There is a very good description of HA-DSP from the manufacturer. I will give my own version of it, coming from the possible range of functions that this device can perform:
- HA-DSP can be used as a regular portable headphone amplifier taking analog input. Unfortunately, HA-DSP can't also be used as a power bank despite presence of a deceptively looking USB-A port on it.
- Since HA-DSP has USB inputs and is USB Audio Class compliant, it can also be used as a portable DAC for mobile devices and computers. However, I've encountered issues when I tried using it with some Android devices leading to mobile device reboots.
- The 3.5 mm analog input port of HA-DSP also accepts mini-TOSLink jack, allowing to connect HA-DSP to audio gear that has optical output. Note that both analog and optical input has a cutoff frequency at 22050 Hz, even if the output device provides a full range signal.
However, you can find numerous other portable DACs that can fulfill all these scenarios and don't have the drawbacks I've mentioned. What makes HA-DSP unique is the "DSP" part in it's name. If you know how to create FIR and IIR filters, this little box offers a lot of room for audio experiments, for example:
Make precise output frequency response adjustments using 10 bi-quad IIR filters per channel.

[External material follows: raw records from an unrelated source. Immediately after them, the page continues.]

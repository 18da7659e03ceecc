//! Request id propagation.
//!
//! Every request runs inside a span carrying its `X-Request-ID`, taken from
//! the incoming header or generated, and echoed back on the response.

use axum::{
    body::Body,
    http::{header::HeaderName, Extensions, HeaderValue, Request},
    middleware::Next,
    response::Response,
};
use tracing::Instrument;
use uuid::Uuid;

pub const REQUEST_ID_HEADER: &str = "X-Request-ID";

/// Request id stored in request extensions.
#[derive(Debug, Clone)]
pub struct RequestId(pub String);

pub async fn trace_id(mut req: Request<Body>, next: Next) -> Response {
    let request_id = req
        .headers()
        .get(REQUEST_ID_HEADER)
        .and_then(|v| v.to_str().ok())
        .filter(|s| !s.is_empty() && s.len() <= 128)
        .map(|s| s.to_string())
        .unwrap_or_else(|| Uuid::new_v4().to_string());

    req.extensions_mut().insert(RequestId(request_id.clone()));

    let span = tracing::info_span!(
        "request",
        request_id = %request_id,
        method = %req.method(),
        path = %req.uri().path(),
    );

    async move {
        let start = std::time::Instant::now();
        let mut response = next.run(req).await;

        tracing::info!(
            status = response.status().as_u16(),
            duration_ms = start.elapsed().as_millis() as u64,
            "Request completed"
        );

        if let Ok(header_value) = HeaderValue::from_str(&request_id) {
            response
                .headers_mut()
                .insert(HeaderName::from_static("x-request-id"), header_value);
        }
        response
    }
    .instrument(span)
    .await
}

/// Request id from extensions, or `"unknown"` outside the middleware.
pub fn get_request_id(extensions: &Extensions) -> String {
    extensions
        .get::<RequestId>()
        .map(|r| r.0.clone())
        .unwrap_or_else(|| "unknown".to_string())
}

Create arbitrary crossfeed effects with two parallel blocks of FIR filters and cross-commutation.
Apply headphone target curve correction with FIR filters.
Switch between 4 configurations of the filters that can be tied to different headphone models and crossfeed settings.
My own plan for this box is to replicate Phonitor Mini crossfeed filter, and also to experiment with headphone correction based on the headphone measurements from Inner Fidelity database and Isone MorphIt filter.
I've already mentioned some drawbacks of HA-DSP. Another issue I discovered while making measurements is some non-linearity of the frequency response. My measurements of HA-DSP using MOTU Microbook IIc have shown early roll-off in high frequency range. Below is a frequency response of HA-DSP (blue) compared to Microbook's own (orange):
On this graph, the HA-DSP's response plot uses Microbook calibration from a loopback measurement. The good part, however, is that this roll-off can be corrected using the on-board DSP as part of FIR filters design.
HA-DSP is definitely a device targeted to audio geeks. One would probably need to carefully consider whether they would be able to use it to full extent. If designing filters isn't your hobby, there are definitely better alternatives in terms of cost and quality.